There's nothing wrong with wanting to carry on, lots of mothers do if it suits them :) As others have said, there are lots of benefits to you both. If you feel like you need some support from like minded mums then you could try looking for an LLL group near you.

Pascha · 14/10/2012 11:28

Still going at 2.1 and 29 weeks pregnant here. No sign of it abating though my supply definitely dropped earlier in pregnancy. I'm quite looking forward to attempting tandem feeding. DS feeds early morning and naptime, weekends usually just early morning. He's happy, DH is happy, I'm happy, nobody else needs to know much about it anymore.

HappyAsASandboy · 14/10/2012 12:07

I am still nursing my twins, who'll be 2 next week.

I work full time, so both children rarely nurse in the day, though they sometimes do if I am on leave or at the weekend.

Until recently (a month or two?), they've both fed at bedtime and then two or three times overnight. They have now both pretty much dropped the bedtime feed (as I am increasingly not here for it), and my DS often sleeps through now, so it can be a few days between his feeds. DD is still feeding several times overnight every night.

So I guess they drop feeds, you drop feeds, they make up for the ones you drop by feeding more some other time, it ebbs and flows. Each of my DC is very different feeding wise now, and it wouldn't surprise me if DS self weans in the next 6 months (though I don't really know if that counts as self weaning given that I'm back at work so not feeding in the day), what I think DD will feed for a good while yet.

As someone else said, feed until either you or your baby want to stop. All medical advise is to continue to at least 2 years, so as long as you're happy to continue, I can't see what reasons MIL/DH could give you to stop :)

otchayaniye · 14/10/2012 13:11

bfed first til 3 and thru pregnancy and a bit after the birth of second dd. To be honest I didn't set out to do this but it was a convenient way to get her to go to sleep (and thru the night, although I did night wean at 2) and it helped transition of me going back to part time work and also helped keep my supply going thru pregnancy when I feared I'd have to deliver dd2 early (was ok in the end)

to be honest, I never discussed it really with anyone (although my mother, MIL and a couple of friends knew as it came up regarding babysitting) and never really had to do it in public beyond 18-20 months.

Once I'd nightweaned the resentment over frequent resettling and ages lying there like a lemon subsided and I can't honestly say that I thought that much about it. It simply became the New Normal.

I expect the same with dd2 who is still feeding on demand at 14 months.

Good luck. And don't listen to anyone but yourself. It's not without its downsides (babysitting can be more tricky, but hasn't stopped us, and resettling a teething baby 10 times a night can be a pain) but by and large it's been lovely to do it.

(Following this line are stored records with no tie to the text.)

//! Stable exit codes for the conductor CLI.

/// Command succeeded.
pub const OK: i32 = 0;
/// An agent, command or workflow failed.
pub const FAILED: i32 = 1;
/// Configuration is missing or invalid (credentials, config files, arguments).
pub const CONFIG: i32 = 2;
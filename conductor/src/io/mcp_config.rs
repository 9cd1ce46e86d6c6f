//! MCP server definitions kept in the `[mcp_servers.<name>]` tables of the
//! config file.
//!
//! Edits go through the raw TOML table so unrelated sections and unknown keys
//! survive a save.

use std::collections::BTreeMap;
use std::fs;
use std::path::Path;
use std::sync::LazyLock;

use regex::Regex;
use serde::{Deserialize, Serialize};
use tracing::info;

use crate::agent::McpLaunch;
use crate::error::ConfigError;
use crate::io::config::write_atomic;

const SECTION: &str = "mcp_servers";

static NAME_RE: LazyLock<Regex> = LazyLock::new(|| {
    Regex::new(r"^[A-Za-z0-9_-]+$").expect("server name pattern should be valid")
});

/// One `[mcp_servers.<name>]` table.
#[derive(Debug, Clone, PartialEq, Serialize, Deserialize)]
pub struct McpServerEntry {
    pub command: String,
    #[serde(default, skip_serializing_if = "Vec::is_empty")]
    pub args: Vec<String>,
    #[serde(default, skip_serializing_if = "BTreeMap::is_empty")]
    pub env: BTreeMap<String, String>,
    #[serde(default, skip_serializing_if = "Option::is_none")]
    pub startup_timeout_sec: Option<f64>,
    #[serde(default, skip_serializing_if = "Option::is_none")]
    pub tool_timeout_sec: Option<f64>,
    /// Keys this tool does not interpret, kept as written.
    #[serde(flatten)]
    pub extras: toml::Table,
}

impl McpServerEntry {
    pub fn new(command: impl Into<String>, args: Vec<String>) -> Self {
        Self {
            command: command.into(),
            args,
            env: BTreeMap::new(),
            startup_timeout_sec: None,
            tool_timeout_sec: None,
            extras: toml::Table::new(),
        }
    }

    pub fn launch(&self, name: &str) -> McpLaunch {
        McpLaunch {
            name: name.to_string(),
            command: self.command.clone(),
            args: self.args.clone(),
            env: self.env.clone(),
            startup_timeout_sec: self.startup_timeout_sec,
            tool_timeout_sec: self.tool_timeout_sec,
        }
    }

    fn validate(&self, name: &str) -> Result<(), ConfigError> {
        if self.command.trim().is_empty() {
            return Err(ConfigError::Invalid(format!(
                "MCP server `{name}` must define a non-empty command"
            )));
        }
        for (field, value) in [
            ("startup_timeout_sec", self.startup_timeout_sec),
            ("tool_timeout_sec", self.tool_timeout_sec),
        ] {
            if let Some(value) = value
                && !(value.is_finite() && value > 0.0)
            {
                return Err(ConfigError::Invalid(format!(
                    "MCP server `{name}`: {field} must be a positive number"
                )));
            }
        }
        Ok(())
    }
}

pub fn validate_server_name(name: &str) -> Result<(), ConfigError> {
    if NAME_RE.is_match(name) {
        Ok(())
    } else {
        Err(ConfigError::Invalid(format!(
            "invalid MCP server name `{name}`: use letters, digits, `-` or `_`"
        )))
    }
}

/// All configured servers, sorted by name. A missing file has none.
pub fn load_mcp_servers(path: &Path) -> Result<BTreeMap<String, McpServerEntry>, ConfigError> {
    let document = read_document(path)?;
    let Some(section) = document.get(SECTION) else {
        return Ok(BTreeMap::new());
    };
    let table = section.as_table().ok_or_else(|| {
        ConfigError::Invalid(format!("{SECTION} must be a table of server definitions"))
    })?;

    let mut servers = BTreeMap::new();
    for (name, value) in table {
        let entry: McpServerEntry = value
            .clone()
            .try_into()
            .map_err(|err| ConfigError::Invalid(format!("invalid MCP server `{name}`: {err}")))?;
        entry.validate(name)?;
        servers.insert(name.clone(), entry);
    }
    Ok(servers)
}

/// Insert or replace one server definition.
pub fn save_mcp_server(path: &Path, name: &str, entry: &McpServerEntry) -> Result<(), ConfigError> {
    validate_server_name(name)?;
    entry.validate(name)?;

    let mut document = read_document(path)?;
    let section = document
        .entry(SECTION)
        .or_insert_with(|| toml::Value::Table(toml::Table::new()));
    let table = section.as_table_mut().ok_or_else(|| {
        ConfigError::Invalid(format!("{SECTION} must be a table of server definitions"))
    })?;
    table.insert(name.to_string(), toml::Value::try_from(entry)?);

    write_document(path, &document)?;
    info!(server = name, path = %path.display(), "saved MCP server");
    Ok(())
}

/// Remove one server. Returns whether it existed.
pub fn remove_mcp_server(path: &Path, name: &str) -> Result<bool, ConfigError> {
    validate_server_name(name)?;
    if !path.exists() {
        return Ok(false);
    }
    let mut document = read_document(path)?;
    let Some(table) = document.get_mut(SECTION).and_then(toml::Value::as_table_mut) else {
        return Ok(false);
    };
    if table.remove(name).is_none() {
        return Ok(false);
    }
    if table.is_empty() {
        document.remove(SECTION);
    }
    write_document(path, &document)?;
    info!(server = name, path = %path.display(), "removed MCP server");
    Ok(true)
}

/// Pretty JSON object of servers keyed by name.
pub fn dump_mcp_servers_json(
    servers: &BTreeMap<String, McpServerEntry>,
) -> Result<String, ConfigError> {
    serde_json::to_string_pretty(servers)
        .map_err(|err| ConfigError::Invalid(format!("cannot render MCP servers as JSON: {err}")))
}

fn read_document(path: &Path) -> Result<toml::Table, ConfigError> {
    if !path.exists() {
        return Ok(toml::Table::new());
    }
    let contents = fs::read_to_string(path).map_err(|source| ConfigError::Read {
        path: path.to_path_buf(),
        source,
    })?;
    toml::from_str(&contents).map_err(|source| ConfigError::Parse {
        path: path.to_path_buf(),
        source,
    })
}

fn write_document(path: &Path, document: &toml::Table) -> Result<(), ConfigError> {
    let mut buf = toml::to_string_pretty(document)?;
    if !buf.ends_with('\n') {
        buf.push('\n');
    }
    write_atomic(path, &buf)
}
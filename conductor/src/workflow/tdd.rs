//! Five-step test-driven development chain.
//!
//! Explore the codebase, have an agent write tests, run them expecting
//! failure, have an agent implement the feature, then run the tests again
//! expecting success. Test outcomes are annotated, never fatal.

use std::path::PathBuf;
use std::time::Duration;

use crate::agent::{AgentRunner, ExplorationRunner};
use crate::core::result::CommandResult;
use crate::error::WorkflowError;
use crate::io::command_executor::CommandRunner;

use super::{Step, StepInput, Workflow, WorkflowRun, append_context};

pub const WORKFLOW_NAME: &str = "TDD Workflow";
pub const EXPLORE_STEP: &str = "Explore codebase";
pub const DESIGN_TESTS_STEP: &str = "Design tests";
pub const INITIAL_TEST_RUN_STEP: &str = "Execute tests (expect failure)";
pub const IMPLEMENT_STEP: &str = "Implement feature";
pub const FINAL_TEST_RUN_STEP: &str = "Execute tests (expect success)";

pub const EXPECTATION_MET: &str = "Tests behaved as expected.";
pub const EXPECTATION_MISSED: &str = "Test outcome did not match the expectation.";

#[derive(Debug, Clone, PartialEq, Eq)]
pub struct TddWorkflowConfig {
    pub exploration_prompt: String,
    pub test_prompt: String,
    pub implementation_prompt: String,
    /// Alias or literal command line.
    pub test_command: String,
    pub project_path: Option<PathBuf>,
    pub test_timeout: Option<Duration>,
}

/// Collaborators for one TDD run.
pub struct TddRunners<'a> {
    pub commands: &'a dyn CommandRunner,
    pub explorer: &'a dyn ExplorationRunner,
    pub test_writer: &'a dyn AgentRunner,
    /// Falls back to `test_writer` when absent.
    pub implementer: Option<&'a dyn AgentRunner>,
}

struct TddState<'a> {
    config: &'a TddWorkflowConfig,
    commands: &'a dyn CommandRunner,
    explorer: &'a dyn ExplorationRunner,
    test_writer: &'a dyn AgentRunner,
    implementer: &'a dyn AgentRunner,
    test_results: Vec<CommandResult>,
}

/// A TDD chain bound to its configuration and runners.
pub struct TddWorkflow<'a> {
    workflow: Workflow<TddState<'a>>,
    state: TddState<'a>,
}

impl TddWorkflow<'_> {
    pub fn name(&self) -> &'static str {
        self.workflow.name
    }

    pub fn description(&self) -> &'static str {
        self.workflow.description
    }

    pub fn step_names(&self) -> Vec<&'static str> {
        self.workflow.step_names()
    }

    pub fn run(mut self) -> Result<WorkflowRun, WorkflowError> {
        self.workflow.run(&mut self.state)
    }
}

pub fn create_tdd_workflow<'a>(
    config: &'a TddWorkflowConfig,
    runners: TddRunners<'a>,
) -> TddWorkflow<'a> {
    let state = TddState {
        config,
        commands: runners.commands,
        explorer: runners.explorer,
        test_writer: runners.test_writer,
        implementer: runners.implementer.unwrap_or(runners.test_writer),
        test_results: Vec::new(),
    };
    let workflow = Workflow::new(
        WORKFLOW_NAME,
        "Run exploration, tests, and implementation in a TDD loop.",
        vec![
            Step::new(EXPLORE_STEP, explore),
            Step::new(DESIGN_TESTS_STEP, design_tests),
            Step::new(INITIAL_TEST_RUN_STEP, initial_test_run),
            Step::new(IMPLEMENT_STEP, implement_feature),
            Step::new(FINAL_TEST_RUN_STEP, final_test_run),
        ],
    );
    TddWorkflow { workflow, state }
}

fn explore(state: &mut TddState<'_>, _input: &StepInput<'_>) -> Result<String, WorkflowError> {
    state
        .explorer
        .explore(&state.config.exploration_prompt, state.config.project_path.as_deref())
        .map_err(|source| WorkflowError::Agent {
            step: EXPLORE_STEP,
            source,
        })
}

fn design_tests(state: &mut TddState<'_>, input: &StepInput<'_>) -> Result<String, WorkflowError> {
    let prompt = append_context(
        &state.config.test_prompt,
        "Context from exploration:",
        input.step_content(EXPLORE_STEP),
    );
    state
        .test_writer
        .run(&prompt)
        .map_err(|source| WorkflowError::Agent {
            step: DESIGN_TESTS_STEP,
            source,
        })
}

fn initial_test_run(
    state: &mut TddState<'_>,
    _input: &StepInput<'_>,
) -> Result<String, WorkflowError> {
    run_tests(state, INITIAL_TEST_RUN_STEP, false)
}

fn implement_feature(
    state: &mut TddState<'_>,
    input: &StepInput<'_>,
) -> Result<String, WorkflowError> {
    let mut prompt = append_context(
        &state.config.implementation_prompt,
        "Context from exploration:",
        input.step_content(EXPLORE_STEP),
    );
    prompt = append_context(&prompt, "Tests to satisfy:", input.step_content(DESIGN_TESTS_STEP));
    if let Some(latest) = state.test_results.last() {
        prompt = append_context(
            &prompt,
            "Latest test run (expected failure):",
            Some(&latest.to_prompt_block()),
        );
    }
    state
        .implementer
        .run(&prompt)
        .map_err(|source| WorkflowError::Agent {
            step: IMPLEMENT_STEP,
            source,
        })
}

fn final_test_run(
    state: &mut TddState<'_>,
    _input: &StepInput<'_>,
) -> Result<String, WorkflowError> {
    run_tests(state, FINAL_TEST_RUN_STEP, true)
}

fn run_tests(
    state: &mut TddState<'_>,
    step: &'static str,
    expect_success: bool,
) -> Result<String, WorkflowError> {
    let result = state
        .commands
        .run(&state.config.test_command, state.config.test_timeout)
        .map_err(|source| WorkflowError::Command { step, source })?;
    let summary = test_summary(&result, expect_success);
    state.test_results.push(result);
    Ok(summary)
}

/// Verbose result followed by a line saying whether the outcome matched.
pub fn test_summary(result: &CommandResult, expect_success: bool) -> String {
    let status = if result.succeeded() == expect_success {
        EXPECTATION_MET
    } else {
        EXPECTATION_MISSED
    };
    format!("{}\n\n{status}", result.format())
}
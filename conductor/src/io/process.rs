//! Helpers for running child processes with timeouts and bounded output.

use std::io::{self, Read, Write};
use std::process::{Child, ChildStdin, Command, ExitStatus, Stdio};
use std::thread::{self, JoinHandle};
use std::time::{Duration, Instant};

use tracing::{debug, instrument, warn};
use wait_timeout::ChildExt;

/// Captured bytes kept per stream when the caller has no limit of its own.
pub const DEFAULT_OUTPUT_LIMIT_BYTES: usize = 1_000_000;

/// How long pipes may stay open after a timed-out child was killed.
const DRAIN_GRACE: Duration = Duration::from_secs(2);
const POLL_INTERVAL: Duration = Duration::from_millis(10);

/// Captured child process output.
#[derive(Debug)]
pub struct ProcessOutput {
    pub status: ExitStatus,
    pub stdout: Vec<u8>,
    pub stderr: Vec<u8>,
    pub stdout_truncated: usize,
    pub stderr_truncated: usize,
    pub timed_out: bool,
    pub elapsed: Duration,
}

impl ProcessOutput {
    pub fn stdout_lossy(&self) -> String {
        String::from_utf8_lossy(&self.stdout).into_owned()
    }

    pub fn stderr_lossy(&self) -> String {
        String::from_utf8_lossy(&self.stderr).into_owned()
    }

    pub fn stdout_truncated_notice(&self) -> String {
        truncated_notice("stdout", self.stdout_truncated)
    }

    pub fn stderr_truncated_notice(&self) -> String {
        truncated_notice("stderr", self.stderr_truncated)
    }

    /// Exit code, or `-N` when the process was killed by signal `N`.
    pub fn exit_code(&self) -> i32 {
        exit_code(&self.status)
    }
}

fn truncated_notice(stream: &str, bytes: usize) -> String {
    if bytes > 0 {
        format!("\n[{stream} truncated {bytes} bytes]\n")
    } else {
        String::new()
    }
}

#[derive(Debug, Default)]
struct Captured {
    bytes: Vec<u8>,
    truncated: usize,
}

/// Run a command, capturing stdout/stderr without risking pipe deadlocks.
///
/// Stdin is written and output drained on helper threads while the child
/// runs, so neither can stall the timeout. `output_limit_bytes` bounds what
/// is kept per stream; the rest is drained and counted.
///
/// On unix the child leads its own process group. When the timeout elapses
/// the whole group is killed and `timed_out` is set; whatever output arrived
/// up to that point is still returned. Only spawn and wait failures are
/// errors.
#[instrument(
    skip_all,
    fields(timeout_ms = timeout.map(|t| t.as_millis() as u64), output_limit_bytes)
)]
pub fn run_process(
    mut cmd: Command,
    stdin: Option<&[u8]>,
    timeout: Option<Duration>,
    output_limit_bytes: usize,
) -> io::Result<ProcessOutput> {
    if stdin.is_some() {
        cmd.stdin(Stdio::piped());
    } else {
        cmd.stdin(Stdio::null());
    }
    cmd.stdout(Stdio::piped()).stderr(Stdio::piped());
    #[cfg(unix)]
    {
        use std::os::unix::process::CommandExt;
        cmd.process_group(0);
    }

    debug!("spawning child process");
    let start = Instant::now();
    let mut child = cmd.spawn()?;

    let stdout = child
        .stdout
        .take()
        .ok_or_else(|| io::Error::other("stdout was not piped"))?;
    let stderr = child
        .stderr
        .take()
        .ok_or_else(|| io::Error::other("stderr was not piped"))?;
    let stdout_handle = thread::spawn(move || read_stream_limited(stdout, output_limit_bytes));
    let stderr_handle = thread::spawn(move || read_stream_limited(stderr, output_limit_bytes));

    let stdin_handle = match stdin {
        Some(input) => {
            let child_stdin = child
                .stdin
                .take()
                .ok_or_else(|| io::Error::other("stdin was not piped"))?;
            let input = input.to_vec();
            Some(thread::spawn(move || write_input(child_stdin, &input)))
        }
        None => None,
    };

    let mut timed_out = false;
    let status = match timeout {
        None => child.wait()?,
        Some(limit) => match child.wait_timeout(limit)? {
            Some(status) => status,
            None => {
                warn!(timeout_ms = limit.as_millis() as u64, "command timed out, killing");
                timed_out = true;
                kill_tree(&mut child)?;
                child.wait()?
            }
        },
    };
    let elapsed = start.elapsed();

    // Descendants outside the group may still hold the pipes open.
    let deadline = timed_out.then(|| Instant::now() + DRAIN_GRACE);
    if let Some(handle) = stdin_handle {
        match join_within(handle, deadline) {
            Ok(_) => {}
            Err(err) if timed_out => debug!(err = %err, "stdin writer failed after timeout"),
            Err(err) => return Err(err),
        }
    }
    let stdout = join_within(stdout_handle, deadline)?.unwrap_or_else(|| {
        warn!("stdout still open after kill, abandoning reader");
        Captured::default()
    });
    let stderr = join_within(stderr_handle, deadline)?.unwrap_or_else(|| {
        warn!("stderr still open after kill, abandoning reader");
        Captured::default()
    });

    if stdout.truncated > 0 || stderr.truncated > 0 {
        warn!(
            stdout_truncated = stdout.truncated,
            stderr_truncated = stderr.truncated,
            "output truncated"
        );
    }

    debug!(exit_code = ?status.code(), timed_out, "command finished");
    Ok(ProcessOutput {
        status,
        stdout: stdout.bytes,
        stderr: stderr.bytes,
        stdout_truncated: stdout.truncated,
        stderr_truncated: stderr.truncated,
        timed_out,
        elapsed,
    })
}

/// Join a helper thread, giving up at `deadline`. `None` means abandoned.
fn join_within<T>(
    handle: JoinHandle<io::Result<T>>,
    deadline: Option<Instant>,
) -> io::Result<Option<T>> {
    if let Some(deadline) = deadline {
        while !handle.is_finished() {
            if Instant::now() >= deadline {
                return Ok(None);
            }
            thread::sleep(POLL_INTERVAL);
        }
    }
    match handle.join() {
        Ok(result) => result.map(Some),
        Err(_) => Err(io::Error::other("process helper thread panicked")),
    }
}

/// The handle drops on return, closing the child's stdin.
fn write_input(mut stdin: ChildStdin, input: &[u8]) -> io::Result<()> {
    match stdin.write_all(input) {
        // A child that exits without reading its input closes the pipe early.
        Err(err) if err.kind() == io::ErrorKind::BrokenPipe => Ok(()),
        other => other,
    }
}

fn read_stream_limited<R: Read>(mut reader: R, limit: usize) -> io::Result<Captured> {
    let mut captured = Captured::default();
    let mut chunk = [0u8; 8192];

    loop {
        let n = reader.read(&mut chunk)?;
        if n == 0 {
            break;
        }
        let remaining = limit.saturating_sub(captured.bytes.len());
        let keep = n.min(remaining);
        captured.bytes.extend_from_slice(&chunk[..keep]);
        captured.truncated += n - keep;
    }

    Ok(captured)
}

#[cfg(unix)]
fn kill_tree(child: &mut Child) -> io::Result<()> {
    use nix::errno::Errno;
    use nix::sys::signal::{Signal, killpg};
    use nix::unistd::Pid;

    let Ok(pgid) = i32::try_from(child.id()) else {
        return child.kill();
    };
    match killpg(Pid::from_raw(pgid), Signal::SIGKILL) {
        Ok(()) | Err(Errno::ESRCH) => Ok(()),
        Err(errno) => {
            warn!(err = %errno, "killing process group failed, killing child only");
            child.kill()
        }
    }
}

#[cfg(not(unix))]
fn kill_tree(child: &mut Child) -> io::Result<()> {
    child.kill()
}

#[cfg(unix)]
fn exit_code(status: &ExitStatus) -> i32 {
    use std::os::unix::process::ExitStatusExt;

    status
        .code()
        .or_else(|| status.signal().map(|signal| -signal))
        .unwrap_or(-1)
}

#[cfg(not(unix))]
fn exit_code(status: &ExitStatus) -> i32 {
    status.code().unwrap_or(-1)
}
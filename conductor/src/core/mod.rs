//! Deterministic command handling shared by the executor and workflows.
//!
//! Core modules perform no I/O. They turn registrations and specifications
//! into argument vectors and describe finished commands.

pub mod command;
pub mod registry;
pub mod result;
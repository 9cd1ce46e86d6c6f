//! Diagnostic tracing for the conductor CLI.
//!
//! Workflow output goes to stdout; tracing goes to stderr so `--json` output
//! stays machine-readable.

use tracing_subscriber::{EnvFilter, fmt, layer::SubscriberExt, util::SubscriberInitExt};

/// Initialize the tracing subscriber.
///
/// `RUST_LOG` wins when set. Otherwise the filter follows the number of
/// `-v` flags: none is `warn`, one is `info`, two or more is `debug`.
///
/// # Example
/// ```bash
/// RUST_LOG=conductor=trace conductor lint "ruff check" src
/// ```
pub fn init(verbosity: u8) {
    let filter = EnvFilter::try_from_default_env()
        .unwrap_or_else(|_| EnvFilter::new(default_directive(verbosity)));

    tracing_subscriber::registry()
        .with(filter)
        .with(fmt::layer().with_writer(std::io::stderr).compact())
        .init();
}

fn default_directive(verbosity: u8) -> &'static str {
    match verbosity {
        0 => "warn",
        1 => "warn,conductor=info",
        _ => "warn,conductor=debug",
    }
}
//! Model providers and the factory that turns configuration into a model.

use std::collections::BTreeMap;
use std::fmt;
use std::path::PathBuf;
use std::str::FromStr;
use std::time::Duration;

use serde::{Deserialize, Serialize};
use tracing::debug;

use super::cli_model::{CliChatModel, CliFlavor};
use super::reply::AgentReply;
use crate::error::AgentError;
use crate::io::config::AppConfig;

/// Closed set of model backends.
#[derive(Debug, Clone, Copy, Default, PartialEq, Eq, Hash, Serialize, Deserialize)]
#[serde(rename_all = "snake_case")]
pub enum Provider {
    #[default]
    #[serde(rename = "openai")]
    OpenAi,
    #[serde(rename = "azure_openai")]
    AzureOpenAi,
    Anthropic,
    Gemini,
    /// A user-configured agent command; needs no credentials.
    Command,
}

impl Provider {
    pub const ALL: [Provider; 5] = [
        Provider::OpenAi,
        Provider::AzureOpenAi,
        Provider::Anthropic,
        Provider::Gemini,
        Provider::Command,
    ];

    pub fn as_str(self) -> &'static str {
        match self {
            Self::OpenAi => "openai",
            Self::AzureOpenAi => "azure_openai",
            Self::Anthropic => "anthropic",
            Self::Gemini => "gemini",
            Self::Command => "command",
        }
    }
}

impl fmt::Display for Provider {
    fn fmt(&self, f: &mut fmt::Formatter<'_>) -> fmt::Result {
        f.write_str(self.as_str())
    }
}

impl FromStr for Provider {
    type Err = String;

    fn from_str(value: &str) -> Result<Self, Self::Err> {
        let normalised = value.trim().to_ascii_lowercase().replace('-', "_");
        Self::ALL
            .into_iter()
            .find(|provider| provider.as_str() == normalised)
            .ok_or_else(|| {
                let known: Vec<&str> = Self::ALL.iter().map(|p| p.as_str()).collect();
                format!("unknown provider `{value}` (expected one of: {})", known.join(", "))
            })
    }
}

/// An MCP server the agent should be able to reach.
#[derive(Debug, Clone, PartialEq, Serialize)]
pub struct McpLaunch {
    pub name: String,
    pub command: String,
    pub args: Vec<String>,
    #[serde(skip_serializing_if = "BTreeMap::is_empty")]
    pub env: BTreeMap<String, String>,
    /// Seconds the agent waits for the server to come up.
    #[serde(skip_serializing_if = "Option::is_none")]
    pub startup_timeout_sec: Option<f64>,
    /// Seconds the agent waits for a single tool call.
    #[serde(skip_serializing_if = "Option::is_none")]
    pub tool_timeout_sec: Option<f64>,
}

/// Everything a model needs to answer one prompt.
#[derive(Debug, Clone)]
pub struct ChatRequest {
    pub instructions: String,
    pub prompt: String,
    pub workdir: Option<PathBuf>,
    pub mcp_servers: Vec<McpLaunch>,
}

/// A backend that answers prompts.
pub trait ChatModel {
    /// Short label for logs, e.g. `codex:gpt-4o-mini`.
    fn describe(&self) -> String;

    fn complete(&self, request: &ChatRequest) -> Result<AgentReply, AgentError>;
}

/// Build the model for the configured provider.
///
/// Missing credentials fail here, before any agent is spawned.
pub fn create_model(config: &AppConfig) -> Result<Box<dyn ChatModel>, AgentError> {
    let agent = &config.agent;
    let credentials = &config.credentials;
    let timeout = Duration::from_secs(agent.timeout_secs);
    debug!(provider = %agent.provider, "creating chat model");

    let model = match agent.provider {
        Provider::OpenAi => {
            let key = required(
                credentials.openai_api_key.as_deref(),
                "OpenAI API key not configured. Set OPENAI_API_KEY.",
            )?;
            let mut env = BTreeMap::from([("OPENAI_API_KEY".to_string(), key.to_string())]);
            if let Some(base_url) = &credentials.openai_base_url {
                env.insert("OPENAI_BASE_URL".to_string(), base_url.clone());
            }
            CliChatModel::new(
                CliFlavor::Codex {
                    model: agent.openai_model.clone(),
                },
                timeout,
            )
            .with_env(env)
        }
        Provider::Anthropic => {
            let key = required(
                credentials.anthropic_api_key.as_deref(),
                "Anthropic API key not configured. Set ANTHROPIC_API_KEY.",
            )?;
            CliChatModel::new(
                CliFlavor::Claude {
                    model: agent.anthropic_model.clone(),
                },
                timeout,
            )
            .with_env(BTreeMap::from([("ANTHROPIC_API_KEY".to_string(), key.to_string())]))
        }
        Provider::Gemini => {
            let key = required(
                credentials.gemini_api_key.as_deref(),
                "Gemini API key not configured. Set GEMINI_API_KEY.",
            )?;
            CliChatModel::new(
                CliFlavor::Gemini {
                    model: agent.gemini_model.clone(),
                },
                timeout,
            )
            .with_env(BTreeMap::from([("GEMINI_API_KEY".to_string(), key.to_string())]))
        }
        Provider::AzureOpenAi => {
            let missing = credentials.missing_azure_settings();
            if !missing.is_empty() {
                return Err(AgentError::Configuration(format!(
                    "Azure OpenAI settings missing: {}",
                    missing.join(", ")
                )));
            }
            return Err(AgentError::ProviderNotAvailable(
                "azure_openai has no agent CLI integration; \
                 use the `command` provider with an Azure-backed CLI"
                    .to_string(),
            ));
        }
        Provider::Command => {
            if agent.command.is_empty() {
                return Err(AgentError::Configuration(
                    "agent.command must be set when provider is `command`. \
                     Set CONDUCTOR_AGENT_COMMAND."
                        .to_string(),
                ));
            }
            CliChatModel::new(
                CliFlavor::Command {
                    argv: agent.command.clone(),
                },
                timeout,
            )
        }
    };
    Ok(Box::new(model))
}

fn required<'a>(value: Option<&'a str>, message: &str) -> Result<&'a str, AgentError> {
    value
        .filter(|value| !value.trim().is_empty())
        .ok_or_else(|| AgentError::Configuration(message.to_string()))
}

whatinthewhatnow · 14/10/2012 14:35

I bf ds until 2.2 including through pregnancy. I weaned dd at 2.3 when I'd had enough. 1 to me seems young to wean, they're still babies! It was such a handy way to get them to nap and to comfort them if hurt etc. because I stopped when I had had enough and not when others thought I should I don't miss it or regret stopping at all, just have happy bf memories.